FitchRatings: Different modes of transport in Europe will recover at unique rates

Barcelona February 13, 2021.- According to FitchRatings, the recovery of the different modes of freight transport (road, rail, air and maritime) will follow a different rhythm. Air traffic is most affected by travel restrictions and will take until 2024 to recover to 2019 levels, putting pressure on airlines and airports. Although these sectors will improve in 2021 compared to 2020, supported by vaccination roll-outs, passenger traffic will still be 55% lower than 2019, which was revised down from 45%. 

Leisure and domestic traffic will recover faster than business and long-haul traffic, causing recovery speeds to vary within the aviation sector. Low-cost carriers (LCCs), such as Ryanair and Wizz Air, are better-positioned due their agility and pent-up demand from leisure travellers. In contrast, legacy carriers, such as BA, are facing lacklustre recovery due to high exposure to long-haul traffic, single-country base operations and weaker corporate demand. Domestic markets in large countries such as Russia proved resilient, cushioning the performance of Aeroflot and Domodedovo.

Airport tariffs and slot rules will be important in the pace of airports’ and carriers’ cash flow recovery. Airport tariffs are re-set regularly, but it will be more difficult to increase them in a situation of massive overcapacity. There is an incentive for airports to offer tariff discounts to attract higher passenger volumes, which would also support commercial revenues. Airlines are also focused on offering competitive fares to stimulate a demand recovery and are seeking cost efficiencies, including potential airport fee reduction. Therefore, airport fares may remain fairly flat – or even be cut.

Slot extension rules favour legacy carriers in prime airports. This disadvantages LCCs that are unable to move to prime airports and their existing base airports would have less incentives to offer discounts on airport charges to retain them. Airport charges constitute a higher portion of LCCs’ costs than that of legacy carriers. 

Toll roads’ recoveries will depend on relaxation of social distancing in Europe.

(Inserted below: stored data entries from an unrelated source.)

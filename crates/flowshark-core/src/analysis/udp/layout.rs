pub const UDP_HEADER_LEN: usize = 8;
pub const UDP_LENGTH_RANGE: std::ops::Range<usize> = 4..6;
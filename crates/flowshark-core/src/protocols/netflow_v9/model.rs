use std::net::SocketAddr;
use std::sync::Arc;

use super::layout;

#[derive(Debug, Clone, PartialEq, Eq)]
pub struct Header {
    pub version: u16,
    pub count: u16,
    pub uptime: u32,
    pub timestamp: u32,
    pub flow_sequence: u32,
    pub source_id: u32,
    pub sender: SocketAddr,
    pub recipient: SocketAddr,
}

#[derive(Debug, Clone, Copy, PartialEq, Eq)]
pub struct TemplateField {
    field_type: u16,
    length: u16,
    offset: u32,
}

impl TemplateField {
    pub fn field_type(&self) -> u16 {
        self.field_type
    }

    /// Declared length in bytes; 0 marks a variable-length field.
    pub fn length(&self) -> u16 {
        self.length
    }

    pub fn offset(&self) -> u32 {
        self.offset
    }

    pub fn is_variable(&self) -> bool {
        self.length == 0
    }
}

/// Field offsets are the exclusive prefix sums of the declared lengths.
#[derive(Debug, Clone, PartialEq, Eq)]
pub struct TemplateFlowSet {
    flowset_id: u16,
    template_id: u16,
    fields: Vec<TemplateField>,
}

impl TemplateFlowSet {
    pub fn new(
        flowset_id: u16,
        template_id: u16,
        layout: impl IntoIterator<Item = (u16, u16)>,
    ) -> Self {
        let mut offset = 0u32;
        let fields = layout
            .into_iter()
            .map(|(field_type, length)| {
                let field = TemplateField {
                    field_type,
                    length,
                    offset,
                };
                offset += u32::from(length);
                field
            })
            .collect();
        Self {
            flowset_id,
            template_id,
            fields,
        }
    }

    pub fn flowset_id(&self) -> u16 {
        self.flowset_id
    }

    pub fn template_id(&self) -> u16 {
        self.template_id
    }

    pub fn fields(&self) -> &[TemplateField] {
        &self.fields
    }

    pub fn record_len(&self) -> usize {
        self.fields.iter().map(|f| usize::from(f.length)).sum()
    }

    pub fn has_variable_fields(&self) -> bool {
        self.fields.iter().any(TemplateField::is_variable)
    }
}

#[derive(Debug, Clone, PartialEq, Eq)]
pub struct DataFlowSet {
    flowset_id: u16,
    data: Vec<u8>,
    template: Option<Arc<TemplateFlowSet>>,
}

impl DataFlowSet {
    pub fn new(flowset_id: u16, data: Vec<u8>, template: Arc<TemplateFlowSet>) -> Self {
        Self {
            flowset_id,
            data,
            template: Some(template),
        }
    }

    pub fn detached(flowset_id: u16, data: Vec<u8>) -> Self {
        Self {
            flowset_id,
            data,
            template: None,
        }
    }

    pub fn flowset_id(&self) -> u16 {
        self.flowset_id
    }

    pub fn data(&self) -> &[u8] {
        &self.data
    }

    pub fn template(&self) -> Option<&TemplateFlowSet> {
        self.template.as_deref()
    }
}

#[derive(Debug, Clone, PartialEq, Eq)]
pub enum FlowSet {
    Template(Arc<TemplateFlowSet>),
    Data(DataFlowSet),
}

impl FlowSet {
    pub fn flowset_id(&self) -> u16 {
        match self {
            FlowSet::Template(template) => template.flowset_id(),
            FlowSet::Data(data) => data.flowset_id(),
        }
    }

    pub fn is_template(&self) -> bool {
        matches!(self, FlowSet::Template(_))
    }
}

#[derive(Debug, Clone, PartialEq, Eq)]
pub struct Message {
    header: Header,
    flowsets: Vec<FlowSet>,
}

impl Message {
    pub fn new(header: Header, flowsets: Vec<FlowSet>) -> Self {
        Self { header, flowsets }
    }

    pub fn header(&self) -> &Header {
        &self.header
    }

    pub fn flowsets(&self) -> &[FlowSet] {
        &self.flowsets
    }

    pub fn templates(&self) -> impl Iterator<Item = &TemplateFlowSet> {
        self.flowsets.iter().filter_map(|flowset| match flowset {
            FlowSet::Template(template) => Some(template.as_ref()),
            FlowSet::Data(_) => None,
        })
    }

    pub fn data_flowsets(&self) -> impl Iterator<Item = &DataFlowSet> {
        self.flowsets.iter().filter_map(|flowset| match flowset {
            FlowSet::Data(data) => Some(data),
            FlowSet::Template(_) => None,
        })
    }

    pub fn is_v9(&self) -> bool {
        self.header.version == layout::NETFLOW_V9_VERSION
    }
}
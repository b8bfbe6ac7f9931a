use std::ops::Range;

use super::error::Truncated;

pub struct NetFlowReader<'a> {
    payload: &'a [u8],
    position: usize,
}

impl<'a> NetFlowReader<'a> {
    pub fn new(payload: &'a [u8]) -> Self {
        Self {
            payload,
            position: 0,
        }
    }

    pub fn position(&self) -> usize {
        self.position
    }

    pub fn remaining(&self) -> usize {
        self.payload.len() - self.position
    }

    pub fn is_exhausted(&self) -> bool {
        self.remaining() == 0
    }

    pub fn require_remaining(&self, needed: usize) -> Result<(), Truncated> {
        if self.remaining() < needed {
            return Err(Truncated {
                needed: self.position + needed,
                actual: self.payload.len(),
            });
        }
        Ok(())
    }

    pub fn read_u16_be(&mut self) -> Result<u16, Truncated> {
        let bytes = self.read_slice(2)?;
        Ok(u16::from_be_bytes([bytes[0], bytes[1]]))
    }

    pub fn read_u32_be(&mut self) -> Result<u32, Truncated> {
        let bytes = self.read_slice(4)?;
        Ok(u32::from_be_bytes([bytes[0], bytes[1], bytes[2], bytes[3]]))
    }

    pub fn read_u16_be_at(&self, range: Range<usize>) -> Result<u16, Truncated> {
        let bytes = self.slice_at(range.clone())?;
        let bytes = bytes.try_into().map_err(|_| self.truncated_at(range))?;
        Ok(u16::from_be_bytes(bytes))
    }

    pub fn read_u32_be_at(&self, range: Range<usize>) -> Result<u32, Truncated> {
        let bytes = self.slice_at(range.clone())?;
        let bytes = bytes.try_into().map_err(|_| self.truncated_at(range))?;
        Ok(u32::from_be_bytes(bytes))
    }

    pub fn slice_at(&self, range: Range<usize>) -> Result<&'a [u8], Truncated> {
        self.payload
            .get(range.clone())
            .ok_or_else(|| self.truncated_at(range))
    }

    fn truncated_at(&self, range: Range<usize>) -> Truncated {
        Truncated {
            needed: range.end,
            actual: self.payload.len(),
        }
    }

    pub fn read_slice(&mut self, len: usize) -> Result<&'a [u8], Truncated> {
        self.require_remaining(len)?;
        let start = self.position;
        self.position += len;
        Ok(&self.payload[start..self.position])
    }
}
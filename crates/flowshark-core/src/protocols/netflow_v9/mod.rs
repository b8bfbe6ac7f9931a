//! NetFlow v9 datagram decoding.
//!
//! A datagram is a 20-byte header followed by flowsets. Template flowsets
//! (id 0) declare record layouts; data flowsets carry raw records and are
//! only decodable once the template with the matching id has been seen
//! earlier in the same datagram. Decoding is two-phase: this module slices
//! and pairs bytes, while the `fields` module interprets them on demand.
//!
//! Byte positions live in `layout`, bounds-checked reads in `reader`, and
//! the header/template/data decoders with the dispatch loop in `parser`.

pub mod error;
pub mod fixture;
pub mod layout;
pub mod model;
pub mod parser;
pub mod reader;
pub mod registry;

pub use error::{Diagnostic, FlowSetDefect, NetFlowError, Truncated};
pub use fixture::{
    DatagramBuilder, DecodeCase, FixtureError, FlowSetRecord, FlowSetType, MessageRecord,
    TemplateFieldRecord,
};
pub use model::{DataFlowSet, FlowSet, Header, Message, TemplateField, TemplateFlowSet};
pub use parser::{Decoded, decode_datagram, decode_message};
pub use registry::TemplateRegistry;
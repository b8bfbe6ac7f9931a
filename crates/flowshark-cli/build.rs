use std::env;
use std::process::Command;

use time::OffsetDateTime;
use time::format_description::well_known::Rfc3339;

fn main() {
    println!("cargo:rerun-if-changed=build.rs");
    println!("cargo:rerun-if-env-changed=GITHUB_SHA");

    let commit_full = env::var("GITHUB_SHA")
        .ok()
        .filter(|v| !v.is_empty())
        .or_else(|| run_git(&["rev-parse", "HEAD"]));
    let commit_short: String = match &commit_full {
        Some(full) => full.chars().take(7).collect(),
        None => "unknown".to_string(),
    };
    let commit_full = commit_full.unwrap_or_else(|| "unknown".to_string());

    // Outside a checkout the build time stands in for the commit date.
    let build_date = run_git(&["log", "-1", "--format=%cI"])
        .or_else(|| OffsetDateTime::now_utc().format(&Rfc3339).ok())
        .unwrap_or_else(|| "unknown".to_string());

    println!("cargo:rustc-env=FLOWSHARK_BUILD_COMMIT={commit_short}");
    println!("cargo:rustc-env=FLOWSHARK_BUILD_COMMIT_FULL={commit_full}");
    println!("cargo:rustc-env=FLOWSHARK_BUILD_DATE={build_date}");
}

fn run_git(args: &[&str]) -> Option<String> {
    let output = Command::new("git").args(args).output().ok()?;
    if !output.status.success() {
        return None;
    }
    let value = String::from_utf8_lossy(&output.stdout).trim().to_string();
    if value.is_empty() { None } else { Some(value) }
}
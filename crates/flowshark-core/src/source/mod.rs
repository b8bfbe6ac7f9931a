//! Packet sources feeding the analysis layer.
//!
//! All capture I/O lives here; the rest of the crate only sees
//! [`PacketEvent`]s.

pub mod pcap;

use std::time::Duration;

pub use pcap::{CapturedFrame, PcapFileSource, PcapNgWriter, build_ipv4_udp_frame, write_pcapng};
use pcap_parser::Linktype;
use thiserror::Error;

/// One captured link-layer frame.
#[derive(Debug, Clone)]
pub struct PacketEvent {
    /// Capture time since the Unix epoch, when the format records one.
    pub timestamp: Option<Duration>,
    pub linktype: Linktype,
    pub data: Vec<u8>,
}

pub trait PacketSource {
    fn next_packet(&mut self) -> Result<Option<PacketEvent>, SourceError>;
}

#[derive(Debug, Error)]
pub enum SourceError {
    #[error("I/O error: {0}")]
    Io(#[from] std::io::Error),
    #[error("capture parse error ({context}): {message}")]
    Pcap {
        context: &'static str,
        message: String,
    },
}

impl SourceError {
    pub(crate) fn pcap(context: &'static str, err: impl std::fmt::Display) -> Self {
        SourceError::Pcap {
            context,
            message: err.to_string(),
        }
    }
}
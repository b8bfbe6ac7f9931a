use std::fmt;

use num_bigint::BigUint;
use serde::{Serialize, Serializer};

use super::ValueKind;

/// A decoded field value.
///
/// Unsigned integers are narrowed to the smallest signed type able to hold
/// them; anything that does not fit an `i64` is carried as a [`BigUint`].
/// Big values serialize as decimal strings so JSON readers keep every digit,
/// raw bytes serialize as lowercase hex.
#[derive(Debug, Clone, PartialEq, Eq, Hash, Serialize)]
#[serde(untagged)]
pub enum FieldValue {
    Text(String),
    Bytes(#[serde(serialize_with = "serialize_hex")] Vec<u8>),
    I8(i8),
    I16(i16),
    I32(i32),
    I64(i64),
    Big(#[serde(serialize_with = "serialize_decimal")] BigUint),
}

impl FieldValue {
    /// Decodes `bytes` as `kind`.
    ///
    /// Width checks for fixed-size kinds happen before this is called.
    pub(crate) fn decode(kind: ValueKind, bytes: &[u8]) -> Self {
        match kind {
            ValueKind::Ascii => FieldValue::Text(ascii(bytes)),
            ValueKind::Bytes => FieldValue::Bytes(bytes.to_vec()),
            ValueKind::HexByte => FieldValue::Text(joined(bytes, "", |b| format!("0x{b:02X}"))),
            ValueKind::Mac => FieldValue::Text(joined(bytes, ":", |b| format!("{b:02x}"))),
            ValueKind::Ipv4 => FieldValue::Text(joined(bytes, ".", |b| b.to_string())),
            ValueKind::Ipv6 => FieldValue::Text(ipv6(bytes)),
            ValueKind::Unsigned => unsigned(bytes),
        }
    }

    /// Narrows a non-negative accumulator to the smallest signed variant.
    fn narrow(value: i64) -> Self {
        if let Ok(v) = i8::try_from(value) {
            FieldValue::I8(v)
        } else if let Ok(v) = i16::try_from(value) {
            FieldValue::I16(v)
        } else if let Ok(v) = i32::try_from(value) {
            FieldValue::I32(v)
        } else {
            FieldValue::I64(value)
        }
    }

    pub fn as_str(&self) -> Option<&str> {
        match self {
            FieldValue::Text(text) => Some(text),
            _ => None,
        }
    }

    pub fn as_i64(&self) -> Option<i64> {
        match *self {
            FieldValue::I8(v) => Some(i64::from(v)),
            FieldValue::I16(v) => Some(i64::from(v)),
            FieldValue::I32(v) => Some(i64::from(v)),
            FieldValue::I64(v) => Some(v),
            _ => None,
        }
    }

    pub fn is_integer(&self) -> bool {
        !matches!(self, FieldValue::Text(_) | FieldValue::Bytes(_))
    }

    /// Re-encodes an integer value as `width` big-endian bytes.
    ///
    /// Returns `None` for text and byte values, negative integers, and values
    /// that need more than `width` bytes.
    ///
    /// # Examples
    /// ```
    /// use flowshark_core::FieldValue;
    ///
    /// assert_eq!(FieldValue::I16(256).to_be_bytes(4), Some(vec![0, 0, 1, 0]));
    /// assert_eq!(FieldValue::I16(256).to_be_bytes(1), None);
    /// ```
    pub fn to_be_bytes(&self, width: usize) -> Option<Vec<u8>> {
        let magnitude = match self {
            FieldValue::Big(value) => value.to_bytes_be(),
            FieldValue::Text(_) | FieldValue::Bytes(_) => return None,
            other => u64::try_from(other.as_i64()?).ok()?.to_be_bytes().to_vec(),
        };
        let significant = magnitude
            .iter()
            .position(|&byte| byte != 0)
            .map_or(&[][..], |start| &magnitude[start..]);
        if significant.len() > width {
            return None;
        }
        let mut out = vec![0u8; width - significant.len()];
        out.extend_from_slice(significant);
        Some(out)
    }
}

impl fmt::Display for FieldValue {
    fn fmt(&self, f: &mut fmt::Formatter<'_>) -> fmt::Result {
        match self {
            FieldValue::Text(text) => f.write_str(text),
            FieldValue::Bytes(bytes) => f.write_str(&hex(bytes)),
            FieldValue::I8(v) => write!(f, "{v}"),
            FieldValue::I16(v) => write!(f, "{v}"),
            FieldValue::I32(v) => write!(f, "{v}"),
            FieldValue::I64(v) => write!(f, "{v}"),
            FieldValue::Big(v) => write!(f, "{v}"),
        }
    }
}

fn unsigned(bytes: &[u8]) -> FieldValue {
    if bytes.len() > 8 {
        return FieldValue::Big(BigUint::from_bytes_be(bytes));
    }
    let mut acc: i64 = 0;
    for &byte in bytes {
        if acc > i64::MAX >> 8 {
            return FieldValue::Big(BigUint::from_bytes_be(bytes));
        }
        acc = (acc << 8) | i64::from(byte);
    }
    FieldValue::narrow(acc)
}

fn ascii(bytes: &[u8]) -> String {
    bytes
        .iter()
        .map(|&byte| {
            if byte.is_ascii() {
                char::from(byte)
            } else {
                char::REPLACEMENT_CHARACTER
            }
        })
        .collect()
}

fn ipv6(bytes: &[u8]) -> String {
    bytes
        .chunks(2)
        .map(hex_upper)
        .collect::<Vec<_>>()
        .join(":")
}

fn joined(bytes: &[u8], separator: &str, render: impl Fn(u8) -> String) -> String {
    bytes
        .iter()
        .map(|&byte| render(byte))
        .collect::<Vec<_>>()
        .join(separator)
}

fn hex(bytes: &[u8]) -> String {
    bytes.iter().map(|byte| format!("{byte:02x}")).collect()
}

fn hex_upper(bytes: &[u8]) -> String {
    bytes.iter().map(|byte| format!("{byte:02X}")).collect()
}

fn serialize_hex<S: Serializer>(bytes: &[u8], serializer: S) -> Result<S::Ok, S::Error> {
    serializer.serialize_str(&hex(bytes))
}

fn serialize_decimal<S: Serializer>(value: &BigUint, serializer: S) -> Result<S::Ok, S::Error> {
    serializer.collect_str(value)
}
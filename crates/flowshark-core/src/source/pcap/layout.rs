/// Initial buffer handed to the pcap-parser readers.
pub const PCAP_READER_BUFFER_SIZE: usize = 65_536;

pub const PCAPNG_MAGIC: [u8; 4] = [0x0a, 0x0d, 0x0d, 0x0a];

pub const BLOCK_TYPE_SECTION_HEADER: u32 = 0x0a0d_0d0a;
pub const BLOCK_TYPE_INTERFACE_DESCRIPTION: u32 = 0x0000_0001;
pub const BLOCK_TYPE_ENHANCED_PACKET: u32 = 0x0000_0006;
pub const BYTE_ORDER_MAGIC: u32 = 0x1a2b_3c4d;
pub const PCAPNG_VERSION: (u16, u16) = (1, 0);
/// Section length value meaning "not specified".
pub const SECTION_LENGTH_UNSPECIFIED: i64 = -1;

/// Block type and total length before the body, total length after it.
pub const BLOCK_FRAMING_LEN: usize = 12;
pub const BLOCK_ALIGNMENT: usize = 4;

pub const WRITER_SNAPLEN: u32 = 65_535;
pub const LINKTYPE_ETHERNET: u16 = 1;

pub const FRAME_SOURCE_MAC: [u8; 6] = [0x02, 0x00, 0x00, 0x00, 0x00, 0x01];
pub const FRAME_DESTINATION_MAC: [u8; 6] = [0x02, 0x00, 0x00, 0x00, 0x00, 0x02];
pub const FRAME_TTL: u8 = 64;
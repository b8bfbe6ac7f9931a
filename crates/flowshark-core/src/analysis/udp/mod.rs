pub mod error;
pub mod layout;
pub mod parser;
pub mod reader;

pub use error::UdpError;
pub use parser::{UdpDatagram, parse_udp_datagram};
use crate::settings::SessionSettings;
use crate::timers::Scheduler;
use crate::views::text_input::TextInput;
use crate::views::{Notice, View, ViewKind, ViewLifecycle};
use sen_domain::value_objects::timeframe::Timeframe;
use std::time::Duration;

#[derive(Debug, Clone, Copy, PartialEq, Eq)]
pub enum SettingsField {
    MaxTrades,
    MaxLossPercent,
    DefaultBalance,
    Server,
    Login,
    Password,
    RefreshIntervalMs,
    DefaultTimeframe,
}

impl SettingsField {
    pub const ALL: [SettingsField; 8] = [
        SettingsField::MaxTrades,
        SettingsField::MaxLossPercent,
        SettingsField::DefaultBalance,
        SettingsField::Server,
        SettingsField::Login,
        SettingsField::Password,
        SettingsField::RefreshIntervalMs,
        SettingsField::DefaultTimeframe,
    ];

    pub fn label(self) -> &'static str {
        match self {
            SettingsField::MaxTrades => "Max Trades",
            SettingsField::MaxLossPercent => "Max Loss %",
            SettingsField::DefaultBalance => "Default Balance",
            SettingsField::Server => "MT5 Server",
            SettingsField::Login => "Login",
            SettingsField::Password => "Password",
            SettingsField::RefreshIntervalMs => "Chart Update (ms)",
            SettingsField::DefaultTimeframe => "Default Timeframe",
        }
    }

    pub fn section(self) -> &'static str {
        match self {
            SettingsField::MaxTrades
            | SettingsField::MaxLossPercent
            | SettingsField::DefaultBalance => "Trading Settings",
            SettingsField::Server | SettingsField::Login | SettingsField::Password => {
                "Connection Settings"
            }
            SettingsField::RefreshIntervalMs | SettingsField::DefaultTimeframe => {
                "Display Settings"
            }
        }
    }

    fn next(self) -> Self {
        let idx = Self::ALL.iter().position(|f| *f == self).unwrap_or(0);
        Self::ALL[(idx + 1) % Self::ALL.len()]
    }

    fn prev(self) -> Self {
        let idx = Self::ALL.iter().position(|f| *f == self).unwrap_or(0);
        Self::ALL[(idx + Self::ALL.len() - 1) % Self::ALL.len()]
    }
}

#[derive(Debug, Clone, PartialEq)]
pub enum SettingsError {
    NotANumber { field: SettingsField, value: String },
    OutOfRange { field: SettingsField, reason: &'static str },
}

impl std::fmt::Display for SettingsError {
    fn fmt(&self, f: &mut std::fmt::Formatter<'_>) -> std::fmt::Result {
        match self {
            SettingsError::NotANumber { field, value } => {
                write!(f, "{}: '{value}' is not a number", field.label())
            }
            SettingsError::OutOfRange { field, reason } => {
                write!(f, "{}: {reason}", field.label())
            }
        }
    }
}

/// Editable copy of the session settings. Text fields hold raw input until
/// the form is saved.
#[derive(Debug, Clone, PartialEq)]
pub struct SettingsForm {
    pub selected: SettingsField,
    pub max_trades: TextInput,
    pub max_loss_percent: TextInput,
    pub default_balance: TextInput,
    pub server: TextInput,
    pub login: TextInput,
    pub password: TextInput,
    pub refresh_interval_ms: TextInput,
    pub default_timeframe: Timeframe,
}

impl SettingsForm {
    pub fn from_settings(settings: &SessionSettings) -> Self {
        Self {
            selected: SettingsField::MaxTrades,
            max_trades: TextInput::new(settings.max_trades.to_string()),
            max_loss_percent: TextInput::new(settings.max_loss_percent.to_string()),
            default_balance: TextInput::new(settings.default_balance.to_string()),
            server: TextInput::new(settings.server.clone()),
            login: TextInput::new(settings.login.clone()),
            password: TextInput::new(String::new()),
            refresh_interval_ms: TextInput::new(settings.refresh_interval.as_millis().to_string()),
            default_timeframe: settings.default_timeframe,
        }
    }

    pub fn select_next(&mut self) {
        self.selected = self.selected.next();
    }

    pub fn select_prev(&mut self) {
        self.selected = self.selected.prev();
    }

    /// Input backing the selected field; `None` for the timeframe picker.
    pub fn selected_input_mut(&mut self) -> Option<&mut TextInput> {
        match self.selected {
            SettingsField::MaxTrades => Some(&mut self.max_trades),
            SettingsField::MaxLossPercent => Some(&mut self.max_loss_percent),
            SettingsField::DefaultBalance => Some(&mut self.default_balance),
            SettingsField::Server => Some(&mut self.server),
            SettingsField::Login => Some(&mut self.login),
            SettingsField::Password => Some(&mut self.password),
            SettingsField::RefreshIntervalMs => Some(&mut self.refresh_interval_ms),
            SettingsField::DefaultTimeframe => None,
        }
    }

    pub fn value(&self, field: SettingsField) -> String {
        match field {
            SettingsField::MaxTrades => self.max_trades.value.clone(),
            SettingsField::MaxLossPercent => self.max_loss_percent.value.clone(),
            SettingsField::DefaultBalance => self.default_balance.value.clone(),
            SettingsField::Server => self.server.value.clone(),
            SettingsField::Login => self.login.value.clone(),
            SettingsField::Password => "*".repeat(self.password.value.chars().count()),
            SettingsField::RefreshIntervalMs => self.refresh_interval_ms.value.clone(),
            SettingsField::DefaultTimeframe => self.default_timeframe.label().to_string(),
        }
    }

    pub fn cycle_timeframe(&mut self, forward: bool) {
        self.default_timeframe = if forward {
            self.default_timeframe.next()
        } else {
            self.default_timeframe.prev()
        };
    }

    /// Parses every field. Nothing is modified on failure.
    pub fn validate(&self) -> Result<SessionSettings, SettingsError> {
        let max_trades: u32 = parse_field(SettingsField::MaxTrades, &self.max_trades)?;
        let max_loss_percent: f64 =
            parse_field(SettingsField::MaxLossPercent, &self.max_loss_percent)?;
        if !max_loss_percent.is_finite() || !(0.0..=100.0).contains(&max_loss_percent) {
            return Err(SettingsError::OutOfRange {
                field: SettingsField::MaxLossPercent,
                reason: "must be within 0..=100",
            });
        }
        let default_balance: f64 =
            parse_field(SettingsField::DefaultBalance, &self.default_balance)?;
        if !default_balance.is_finite() || default_balance < 0.0 {
            return Err(SettingsError::OutOfRange {
                field: SettingsField::DefaultBalance,
                reason: "must be >= 0",
            });
        }
        let refresh_ms: u64 =
            parse_field(SettingsField::RefreshIntervalMs, &self.refresh_interval_ms)?;
        if refresh_ms == 0 {
            return Err(SettingsError::OutOfRange {
                field: SettingsField::RefreshIntervalMs,
                reason: "must be > 0",
            });
        }

        Ok(SessionSettings {
            max_trades,
            max_loss_percent,
            default_balance,
            server: self.server.value.trim().to_string(),
            login: self.login.value.trim().to_string(),
            refresh_interval: Duration::from_millis(refresh_ms),
            default_timeframe: self.default_timeframe,
        })
    }
}

fn parse_field<T: std::str::FromStr>(
    field: SettingsField,
    input: &TextInput,
) -> Result<T, SettingsError> {
    let raw = input.value.trim();
    raw.parse().map_err(|_| SettingsError::NotANumber {
        field,
        value: raw.to_string(),
    })
}

/// Settings screen. Saving validates the form and hands the result to the
/// caller; nothing is written to disk.
pub struct SettingsView {
    lifecycle: ViewLifecycle,
    current: SessionSettings,
    defaults: SessionSettings,
    form: Option<SettingsForm>,
    notice: Option<Notice>,
}

impl SettingsView {
    pub fn new(current: SessionSettings, defaults: SessionSettings) -> Self {
        Self {
            lifecycle: ViewLifecycle::Unmounted,
            current,
            defaults,
            form: None,
            notice: None,
        }
    }

    pub fn form(&self) -> Option<&SettingsForm> {
        self.form.as_ref()
    }

    pub fn form_mut(&mut self) -> Option<&mut SettingsForm> {
        self.form.as_mut()
    }

    pub fn notice(&self) -> Option<&Notice> {
        self.notice.as_ref()
    }

    /// Validates the form. On success the saved settings are returned for the
    /// session to adopt; on failure the user sees an error and nothing changes.
    pub fn save(&mut self) -> Option<SessionSettings> {
        let form = self.form.as_ref()?;
        match form.validate() {
            Ok(settings) => {
                self.current = settings.clone();
                self.notice = Some(Notice::info("Settings saved successfully!"));
                tracing::info!(
                    refresh_interval_ms = settings.refresh_interval.as_millis() as u64,
                    timeframe = settings.default_timeframe.label(),
                    "settings saved for this session"
                );
                Some(settings)
            }
            Err(err) => {
                tracing::debug!(error = %err, "settings rejected");
                self.notice = Some(Notice::error(format!(
                    "Please enter valid numeric values ({err})"
                )));
                None
            }
        }
    }

    pub fn reset(&mut self) {
        if self.form.is_none() {
            return;
        }
        self.form = Some(SettingsForm::from_settings(&self.defaults));
        self.notice = Some(Notice::info("Settings reset to defaults"));
    }
}

impl View for SettingsView {
    fn kind(&self) -> ViewKind {
        ViewKind::Settings
    }

    fn lifecycle(&self) -> ViewLifecycle {
        self.lifecycle
    }

    fn mount(&mut self, _scheduler: &mut dyn Scheduler) -> Result<(), String> {
        self.lifecycle.enter_mounted(ViewKind::Settings)?;
        self.form = Some(SettingsForm::from_settings(&self.current));
        Ok(())
    }

    fn unmount(&mut self, _scheduler: &mut dyn Scheduler) -> Result<(), String> {
        self.lifecycle.enter_disposed(ViewKind::Settings)?;
        self.form = None;
        self.notice = None;
        Ok(())
    }
}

We expect traffic to remain 15% lower in 2021 than in 2019, and to fully recover in 2022 at the earliest. Regulatory asset base pricing mechanisms in some toll road concessions should allow concessionaires to recover revenue lost due to traffic declining during the pandemic, although high tariff increases may lead to growing political interference risks.

Recoveries in the railway sector will depend on issuers’ business models. We expect a full recovery in infrastructure managers’ revenue (including grants and contributions) by end-2021 due to a recovery in train traffic, especially freight volumes, further supported by a regular annual increase of access charges. However, re-introduction of severe in-country travel restrictions could postpone this recovery to 2022. We do not expect passenger numbers to return to 2019 levels during 2021. Train operators, including transport operator businesses within integrated groups, will recover more slowly, with revenues reaching 2019 levels by end-2022 at the earliest. EBITDA recoveries will follow operating revenue trends, but could be accelerated by cost-cutting.

A drop in rail traffic does not fully translate into a revenue decline as a large share of a railway company’s revenue comes from public service contracts. Furthermore, state support has been forthcoming to offset revenue losses, with a spate of recapitalisation and operating subsidies for SNCF, Deutsche Bahn and Ferrovie dello Stato Italiane. State support will remain the main driver for these companies’ ratings.

A recovery in trade will drive ports’ performances, with larger, vertically integrated and geographically diversified port operators, such as DPW, recovering faster than single-asset or concentrated operators. We expect ports traffic to reach 2019 levels by 2022. 

Most companies in the European transportation sectors have comfortable liquidity positions and could access capital markets issuing long-term bonds and hybrids in 2020, which should help sustain operations while revenue and cash flow are recovering.